The authors declare that the research was conducted in the absence of any commercial or financial relationships that could be construed as a potential conflict of interest.

Figures

**FIGURE 1**
Pairwise comparison of published prognostic gene signatures for LUAD. All signatures were taken from a review study (Tang et al., 2017) and the original references were listed in Supplementary Table S1. Jaccard index was used to quantify the level of overlap between two signatures and shown as a heatmap **(A)**. The number of genes in each signature was shown as a bar plot **(B)**.

**FIGURE 2**
A workflow to identify master regulators driving prognosis in patients with LUAD. **(A)** Comparison of master regulators predicted with two well-established LUAD signatures, one was the best-scoring signature benchmarked in a previous review study (Xie signature) (Xie et al., 2011), the other is embryonic stem cells signature (ESC) (Ben-Porath et al., 2008).

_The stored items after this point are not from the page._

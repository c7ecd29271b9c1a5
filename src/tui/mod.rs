//! TUI module: Terminal User Interface using Ratatui.
//!
//! Two screens:
//! - Patient health information form
//! - Medical report with risk charts

mod app;
mod styles;
mod ui;

pub use app::{App, Screen};
pub use styles::MedicalTheme;
//! Application layer: Use cases and services.
//!
//! Orchestrates domain logic with the classifier and scaler ports.

mod pipeline;

pub use pipeline::RiskPipeline;
//! Wasmtime engine configuration and creation.
//!
//! The [`WasmEngine`] is the foundation of the runtime. It is:
//! - Thread-safe and shared by every guest instance of a runtime
//! - Configured with async support so `next` can await the downstream handler
//! - Set up with fuel metering for per-invocation CPU limiting

use std::sync::Arc;

use tracing::info;
use wasmtime::{Config, Engine, InstanceAllocationStrategy, PoolingAllocationConfig};

use http_wasm_common::{EngineConfig, RuntimeError};

/// Thread-safe WebAssembly engine wrapper.
///
/// This struct wraps a Wasmtime [`Engine`]. The engine contains no
/// per-request state; compiled guest modules and instances hang off it.
///
/// # Configuration
///
/// The engine is configured with:
/// - **Pooling Allocator**: Pre-reserves memory slots for guest instances
/// - **Fuel Metering**: Enables deterministic CPU limiting
/// - **Async Support**: Lets host functions await the downstream handler
///
/// # Example
///
/// ```ignore
/// use http_wasm_common::EngineConfig;
/// use http_wasm_core::WasmEngine;
///
/// let config = EngineConfig::default();
/// let engine = WasmEngine::new(&config)?;
/// ```
#[derive(Clone)]
pub struct WasmEngine {
    engine: Arc<Engine>,
    config: EngineConfig,
}

impl WasmEngine {
    /// Create a new WebAssembly engine with the given configuration.
    ///
    /// # Errors
    ///
    /// Returns an error if:
    /// - The Wasmtime configuration is invalid
    /// - The pooling allocator cannot be initialized
    pub fn new(config: &EngineConfig) -> Result<Self, RuntimeError> {
        let mut wasmtime_config = Config::new();

        // Host functions such as `next` await the downstream handler
        wasmtime_config.async_support(true);

        // Fuel is always available; whether a store is limited is an
        // execution setting
        wasmtime_config.consume_fuel(true);

        if config.optimize {
            wasmtime_config.cranelift_opt_level(wasmtime::OptLevel::Speed);
        }

        if config.pooling_allocator {
            let pooling_config = Self::create_pooling_config(config);

            wasmtime_config
                .allocation_strategy(InstanceAllocationStrategy::Pooling(pooling_config));

            info!(
                max_instances = config.max_instances,
                instance_memory_mb = config.instance_memory_mb,
                "Pooling allocator enabled"
            );
        }

        let engine = Engine::new(&wasmtime_config).map_err(|e| {
            RuntimeError::invalid_config(format!("Failed to create Wasmtime engine: {e}"))
        })?;

        info!("Wasmtime engine initialized");

        Ok(Self {
            engine: Arc::new(engine),
            config: config.clone(),
        })
    }

    /// Create pooling allocation configuration.
    fn create_pooling_config(config: &EngineConfig) -> PoolingAllocationConfig {
        let mut pooling = PoolingAllocationConfig::default();

        // One core instance per guest instance; WASI adds no module instances
        pooling.total_core_instances(config.max_instances);

        // Guests export a single memory and at most one table
        pooling.total_memories(config.max_instances);
        pooling.total_tables(config.max_instances);

        let max_memory_bytes = (config.instance_memory_mb as usize) * 1024 * 1024;
        pooling.max_memory_size(max_memory_bytes);

        pooling
    }

    /// Get a reference to the inner Wasmtime engine.
    pub fn inner(&self) -> &Engine {
        &self.engine
    }

    /// Get the engine configuration.
    pub fn config(&self) -> &EngineConfig {
        &self.config
    }

    /// Check if the pooling allocator is enabled.
    pub fn is_pooling_enabled(&self) -> bool {
        self.config.pooling_allocator
    }
}

impl std::fmt::Debug for WasmEngine {
    fn fmt(&self, f: &mut std::fmt::Formatter<'_>) -> std::fmt::Result {
        f.debug_struct("WasmEngine")
            .field("pooling_allocator", &self.config.pooling_allocator)
            .field("max_instances", &self.config.max_instances)
            .field("wasi", &self.config.wasi)
            .finish_non_exhaustive()
    }
}

#[cfg(test)]
mod tests {
    use super::*;
    use tokio_test::assert_ok;

    #[test]
    fn test_engine_creation_pooling() {
        let config = EngineConfig {
            max_instances: 4,
            instance_memory_mb: 1,
            ..Default::default()
        };
        let engine = assert_ok!(WasmEngine::new(&config));
        assert!(engine.is_pooling_enabled());
    }

    #[test]
    fn test_engine_creation_no_pooling() {
        let config = EngineConfig {
            pooling_allocator: false,
            ..Default::default()
        };
        let engine = assert_ok!(WasmEngine::new(&config));
        assert!(!engine.is_pooling_enabled());
    }

    #[test]
    fn test_engine_debug() {
        let config = EngineConfig {
            pooling_allocator: false,
            ..Default::default()
        };
        let engine = WasmEngine::new(&config).unwrap();

        let debug_str = format!("{engine:?}");
        assert!(debug_str.contains("WasmEngine"));
        assert!(debug_str.contains("pooling_allocator"));
    }
}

Both signatures were tested across seven LUAD gene expression datasets and master regulators were identified with a p-value cutoff of 0.01 (Section 2). The results were summarized to show how many times a master regulator was identified and represented as a 2D histogram. **(B)** Comparison of master regulators predicted with random signatures. **(C)** Evaluation of robustness. The Jacard index shows the similarity of master regulators predicted from subsampling of LUAD signatures (100 times), as well as that from random background.

**FIGURE 3**
Master regulators driving prognosis in early-stage LUAD. **(A)** A Venn diagram of three prognostic signatures for early-stage LUAD. Signature names as well as the number of genes in each signature were shown. **(B)** The Venn diagram of activated and repressed master regulators, predicted from three prognostic signatures for early-stage LUAD. **(C)** The lists of shared master regulators that are predicted from all three signatures. **(D)** Expression of shared master regulators is associated with poor survival in patients with stage I LUAD in dataset GSE14814. Hazard ratio (HR) and log-rank test p-value are also shown.

**FIGURE 4**
Master regulators driving EGFR-TKI resistance. **(A)** A new EGR-TKI resistance signature. EGFR-TKI resistant samples were compared to parental cell lines and the signature was defined as the genes that were significantly upregulated in two independent datasets. **(B)** Enrichment of EMT pathway in EGFR-TKI resistance signature. **(C)** Comparison of master regulators predicted with EGFR-TKI signature and EMT pathway signature. Both signatures were tested across seven LUAD gene expression datasets and master regulators were identified with a p-value cutoff of 0.01 (Section 2). The results were summarized to show how many times a master regulator was identified and represented as a 2D histogram. **(D)** Pathways enriched in top-ranking master regulators predicted using TKI resistance signature or EMT pathway signature. **(E)** Selected master regulators grouped by enriched pathways. To avoid redundancy, a gene in multiple pathways was only assigned to the one with higher significance.

**FIGURE 5**
Master regulators that are associated with enhanced responses in immune checkpoint blockade-based immunotherapy. **(A)** Comparison of master regulators predicted from T cell infiltration and T cell dysfunction signatures. The same set of master regulators that were identified in at least six datasets were shown. **(B)** Pathways enriched in top-ranking master regulators. The top three most enriched pathways were shown. **(C)** Selected master regulators grouped by enriched pathways.

**FIGURE 6**
Master regulators that are associated with poor responses in ICB-based immunotherapy. **(A)** Comparison of master regulators predicted from T cell infiltration and T cell dysfunction signatures. The master regulators predicted in at least six datasets with T cell dysfunction signature were shown. **(B)** Pathways enriched in top-ranking master regulators. **(C)** Selected master regulators grouped by enriched pathways.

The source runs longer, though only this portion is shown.